DALLAS — Mia Witt said she was “flabbergasted” when she checked her work email account during her planning period on Wednesday morning. The Dallas ISD teacher read the message from Save Texas Kids, an organization she’d never heard of, and assumed it was further fallout from a recent DISD security breach.
The email, penned by the group’s president, Natalie Cato, asked teachers to act as informants against employees promoting critical race theory and “gender fluidity.”
Witt immediately hit the “unsubscribe” button and vanquished the email to her trash folder.
“I felt like, in reading the email, this person has never been in a public school,” Witt said. “You’ve never interacted with anyone that may have experienced changing their gender identification or, just the idea that this is a unicorn somewhere instead of actual people with actual feelings that are valid.”
Cato, who was a field director for the Republican Party of Texas and worked on Donald Trump’s 2020 reelection campaign, promised that if a teacher or staffer contacts Save Texas Kids, her group would investigate and take the necessary action.
Witt said she isn’t worried about any of her co-workers reporting her.
“Absolutely not,” she said. “The school and culture that I work in, I'm not at all concerned about that. I don't even know who people would be snitching to. I do not think that any of my co-workers are going to send an email to the tip line."
So far, Cato told Spectrum News, multiple teachers have reported back with information or words of encouragement.
“Our goal is to make sure kids are not being taught they are inferior to any other student or that they are responsible for any sort of ‘cultural oppression’ just because of their skin color, or that they cannot achieve what other students can due to skin color,” she said. “Furthermore, we believe that girl’s sports need to remain exactly that: for biological females; and to make sure that minors are not being subjected to irreversible gender therapies.”
Robyn Harris, director of news and information for Dallas ISD, said she wasn’t aware of the emails until members of the media began calling her about it after a journalist’s tweet. No one employed by the district has yet to reach out to her office to discuss the email.

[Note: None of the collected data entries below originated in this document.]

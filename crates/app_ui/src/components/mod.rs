//! UI Components

pub mod dialogs;
pub mod frame_bar;
pub mod import_dialog;
pub mod library_dialog;
pub mod library_picker;
pub mod notification_panel;
pub mod paged_dialog;
pub mod photo_grid;
pub mod toasts;

pub use dialogs::{ConfirmDialog, Dialog, DialogResult};
pub use frame_bar::{FrameBar, FrameBarAction};
pub use import_dialog::{ImportDialog, ImportRequest};
pub use library_dialog::{CreateLibraryDialog, CreateLibraryRequest, LibraryPage};
pub use library_picker::{LibraryPicker, PickerAction};
pub use notification_panel::{NotificationPanel, PanelAction};
pub use paged_dialog::{PageDirection, PagedDialog};
pub use photo_grid::{GridAction, PhotoGrid};
pub use toasts::ToastOverlay;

The Dallas school district, Harris said, has never taught CRT — and noted the practice was recently outlawed by the state legislature. She didn’t know what “predatory gender fluidity” meant but pointed out that, several years ago, the district passed a resolution that Dallas schools would create “safe and welcoming spaces for everyone, regardless of gender identity or sexual orientation,” she said.
For example, Harris added, the district would accommodate a student who identifies as a gender other than the one he/she was assigned as birth — though she couldn’t say whether that was widespread in practice.
Cato's example of advocating gender fluidity was the practice of allowing biological males to compete against girls in athletic events. She also said multiple teachers had come forward suggesting that literature frequently used to propagate CRT is being taught to students.
“We are the in the process of confirming those reports,” she said.
Save Texas Kids is one among a new breed of conservative activist groups focused on education. School policy and school board politics have landed squarely in the crosshairs of right-wing activists around the country. Over the last two years, at least 165 local and national groups that aim to disrupt lessons on race and gender have arisen and taken political action, according to an NBC News analysis of media reports and organizations’ promotional materials. Reinforced by conservative think tanks, law firms and activist parents, these groups have found allies in families frustrated over COVID-19 restrictions in schools and have weaponized the right’s opposition to critical race theory, turning it into a political rallying point.
Virtually all school districts insist they are not teaching critical race theory, but many activists and parents have begun using it as a catch-all term to refer to what schools often call equity programs, teaching about racism or LGBTQ-inclusive policies.
Last year, conservative activist Christopher Rufo began using the term “critical race theory” publicly to denounce anti-racist education efforts. Since then, conservative lawmakers, commentators and parents have raised alarms that CRT is being used to teach children that they are racist and that the U.S. is a racist country with irredeemable roots.
While the efforts vary, activist groups share strategies of disruption, publicity and mobilization. The groups swarm school board meetings, inundate districts with time-consuming public records requests and file lawsuits and federal complaints alleging discrimination against white students.
Cato said she culled her email list from public sources, which is why not every teacher or administrator was included.
In her message to educators, Cato asserted that “the game is rigged against kids, parents and teachers who want to do the right thing. But with your help, it doesn’t have to be. A vast majority of parents and teachers want our kids to learn in a healthy environment un-afflicted by radical politics and weird theories. Most of us want kids to learn the skills that will help them be good citizens and good providers. We can use all the help we can get.”
Cato said that supporters of Save Texas Kids have already been confronted by those who oppose its mission.
“Just as groups on the internet are already trying to doxx and ‘cancel' those involved with Save Texas Kids, parents, teachers or students who speak out against CRT are publicly shamed, and, in the case of students and teachers, often disciplined.”
If Save Texas Kids is tipped off by a district employee, she said the group’s leaders plan on confronting school and district officials on the issue.